Posted January 5, 2024 at 9:45 am
Patrick J. O’Hare

The market’s nine-week win streak is at risk of coming to an end this week. There has been plenty of deliberation as to why that is, but the simplest explanation is that the market had a nine-week win streak, leaving it overextended on a short-term basis and due for a pullback.

Fittingly, many of last year’s biggest gainers, as well as many of the biggest gainers during the nine-week win streak, have been among the biggest losers to start 2024. To wit: the Philadelphia Semiconductor Index is down 6.4%, the Invesco S&P 500 High Beta ETF (SPHB) is down 4.6%, the S&P 500 information technology sector is down 4.2%, the Nasdaq Composite is down 3.3%, the Russell 2000 is down 3.4%, and the Vanguard Mega-Cap Growth ETF (MGK) is down 3.1%.
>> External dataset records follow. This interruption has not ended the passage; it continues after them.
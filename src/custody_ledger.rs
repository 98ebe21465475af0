//! Custody Ledger - account balances and per-service custody holds
//!
//! This module is the single authority over fund movement. Participants hold
//! free balances; the escrow engine locks balances into per-service holds and
//! releases them on approval, refund, or resolution. Every movement is
//! balance-checked, so value is conserved across any sequence of operations;
//! the only way value enters the ledger is an explicit `deposit`.

use std::collections::HashMap;

use tokio::sync::RwLock;
use tracing::info;

use crate::error::EngineError;
use crate::models::ServiceId;
use crate::EngineResult;

/// Main custody ledger
pub struct CustodyLedger {
    /// In-memory balances and holds (in production, this would be a database)
    state: RwLock<LedgerState>,
}

#[derive(Debug, Default)]
struct LedgerState {
    /// Free balance per account
    accounts: HashMap<String, i64>,
    /// Funds held in custody per service
    holds: HashMap<ServiceId, i64>,
}

impl CustodyLedger {
    /// Create an empty ledger
    pub fn new() -> Self {
        Self {
            state: RwLock::new(LedgerState::default()),
        }
    }

    /// Credit an account from outside the ledger. The external value on-ramp;
    /// every other operation conserves total value.
    pub async fn deposit(&self, account: &str, amount: i64) -> EngineResult<i64> {
        if amount <= 0 {
            return Err(EngineError::validation(
                "deposit amount must be greater than 0",
            ));
        }

        let mut state = self.state.write().await;
        let balance = state.accounts.entry(account.to_string()).or_insert(0);
        *balance += amount;
        let balance = *balance;

        info!("Deposited {} to {} (balance {})", amount, account, balance);

        Ok(balance)
    }

    /// Free balance of an account; 0 for unknown accounts
    pub async fn balance_of(&self, account: &str) -> i64 {
        self.state
            .read()
            .await
            .accounts
            .get(account)
            .copied()
            .unwrap_or(0)
    }

    /// Funds currently held in custody for a service
    pub async fn held_for(&self, service_id: ServiceId) -> i64 {
        self.state
            .read()
            .await
            .holds
            .get(&service_id)
            .copied()
            .unwrap_or(0)
    }

    /// Total value in the ledger: all balances plus all holds
    pub async fn total_value(&self) -> i64 {
        let state = self.state.read().await;
        state.accounts.values().sum::<i64>() + state.holds.values().sum::<i64>()
    }

    /// Move funds between two accounts
    pub async fn transfer(&self, from: &str, to: &str, amount: i64) -> EngineResult<()> {
        if amount <= 0 {
            return Err(EngineError::validation(
                "transfer amount must be greater than 0",
            ));
        }

        let mut state = self.state.write().await;
        state.debit(from, amount)?;
        *state.accounts.entry(to.to_string()).or_insert(0) += amount;

        Ok(())
    }

    /// Lock an account's balance into custody for a service. Fails without
    /// any movement if the balance cannot cover the amount.
    pub async fn lock_funds(&self, service_id: ServiceId, from: &str, amount: i64) -> EngineResult<()> {
        if amount <= 0 {
            return Err(EngineError::validation(
                "custody amount must be greater than 0",
            ));
        }

        let mut state = self.state.write().await;
        if state.holds.contains_key(&service_id) {
            return Err(EngineError::validation(format!(
                "custody already held for service {}",
                service_id
            )));
        }

        state.debit(from, amount)?;
        state.holds.insert(service_id, amount);

        info!("Locked {} from {} into custody for service {}", amount, from, service_id);

        Ok(())
    }

    /// Release part of a service's custody hold to an account. The hold is
    /// removed once it reaches zero.
    pub async fn release_from_hold(
        &self,
        service_id: ServiceId,
        to: &str,
        amount: i64,
    ) -> EngineResult<()> {
        if amount <= 0 {
            return Err(EngineError::validation(
                "release amount must be greater than 0",
            ));
        }

        let mut state = self.state.write().await;
        let held = state.holds.get_mut(&service_id).ok_or_else(|| {
            EngineError::not_found("custody hold for service", service_id)
        })?;

        if *held < amount {
            return Err(EngineError::InsufficientFunds {
                account: format!("custody:{}", service_id),
                required: amount,
                available: *held,
            });
        }

        *held -= amount;
        if *held == 0 {
            state.holds.remove(&service_id);
        }
        *state.accounts.entry(to.to_string()).or_insert(0) += amount;

        info!("Released {} from service {} custody to {}", amount, service_id, to);

        Ok(())
    }
}

impl LedgerState {
    fn debit(&mut self, account: &str, amount: i64) -> EngineResult<()> {
        let available = self.accounts.get(account).copied().unwrap_or(0);
        if available < amount {
            return Err(EngineError::InsufficientFunds {
                account: account.to_string(),
                required: amount,
                available,
            });
        }
        *self.accounts.get_mut(account).unwrap() -= amount;
        Ok(())
    }
}

impl Default for CustodyLedger {
    fn default() -> Self {
        Self::new()
    }
}

#[cfg(test)]
mod tests {
    use super::*;

    #[tokio::test]
    async fn deposit_and_balance() {
        let ledger = CustodyLedger::new();
        ledger.deposit("alice", 500).await.unwrap();
        ledger.deposit("alice", 250).await.unwrap();

        assert_eq!(ledger.balance_of("alice").await, 750);
        assert_eq!(ledger.balance_of("nobody").await, 0);
    }

    #[tokio::test]
    async fn transfer_checks_balance() {
        let ledger = CustodyLedger::new();
        ledger.deposit("alice", 100).await.unwrap();

        let err = ledger.transfer("alice", "bob", 200).await.unwrap_err();
        assert!(matches!(
            err,
            EngineError::InsufficientFunds {
                required: 200,
                available: 100,
                ..
            }
        ));
        // nothing moved
        assert_eq!(ledger.balance_of("alice").await, 100);
        assert_eq!(ledger.balance_of("bob").await, 0);

        ledger.transfer("alice", "bob", 40).await.unwrap();
        assert_eq!(ledger.balance_of("alice").await, 60);
        assert_eq!(ledger.balance_of("bob").await, 40);
    }

    #[tokio::test]
    async fn hold_lifecycle_conserves_value() {
        let ledger = CustodyLedger::new();
        ledger.deposit("client", 300).await.unwrap();
        assert_eq!(ledger.total_value().await, 300);

        ledger.lock_funds(1, "client", 300).await.unwrap();
        assert_eq!(ledger.balance_of("client").await, 0);
        assert_eq!(ledger.held_for(1).await, 300);
        assert_eq!(ledger.total_value().await, 300);

        ledger.release_from_hold(1, "contractor", 100).await.unwrap();
        assert_eq!(ledger.held_for(1).await, 200);
        assert_eq!(ledger.balance_of("contractor").await, 100);
        assert_eq!(ledger.total_value().await, 300);

        ledger.release_from_hold(1, "client", 200).await.unwrap();
        assert_eq!(ledger.held_for(1).await, 0);
        assert_eq!(ledger.total_value().await, 300);
    }

    #[tokio::test]
    async fn hold_cannot_overdraw_or_double_lock() {
        let ledger = CustodyLedger::new();
        ledger.deposit("client", 100).await.unwrap();

        let err = ledger.lock_funds(1, "client", 300).await.unwrap_err();
        assert!(matches!(err, EngineError::InsufficientFunds { .. }));

        ledger.lock_funds(1, "client", 100).await.unwrap();
        let err = ledger.lock_funds(1, "client", 1).await.unwrap_err();
        assert!(matches!(err, EngineError::Validation(_)));

        let err = ledger
            .release_from_hold(1, "contractor", 150)
            .await
            .unwrap_err();
        assert!(matches!(err, EngineError::InsufficientFunds { .. }));
    }
}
We didn’t mention bonds, but they’re not doing too swell either to begin 2024 following a huge rally to end 2023. Shortly before the release of the December Employment Situation Report, the 2-yr note yield was up 15 basis points in 2024 to 4.40% and the 10-yr note yield was up 15 basis points to 4.03%.

Following the release of the December Employment Situation Report, bond yields backed up even further and the equity futures sunk even lower. Why? Because there was some otherwise good news in the employment situation.

Nonfarm payrolls increased by a larger-than-expected 216,000; however, downward revisions for October and November led to 71,000 fewer jobs than previously reported. Still, the unemployment rate held steady in December at a remarkably low 3.7% and average hourly earnings growth ticked up to 4.1% year-over-year from 4.0% in November.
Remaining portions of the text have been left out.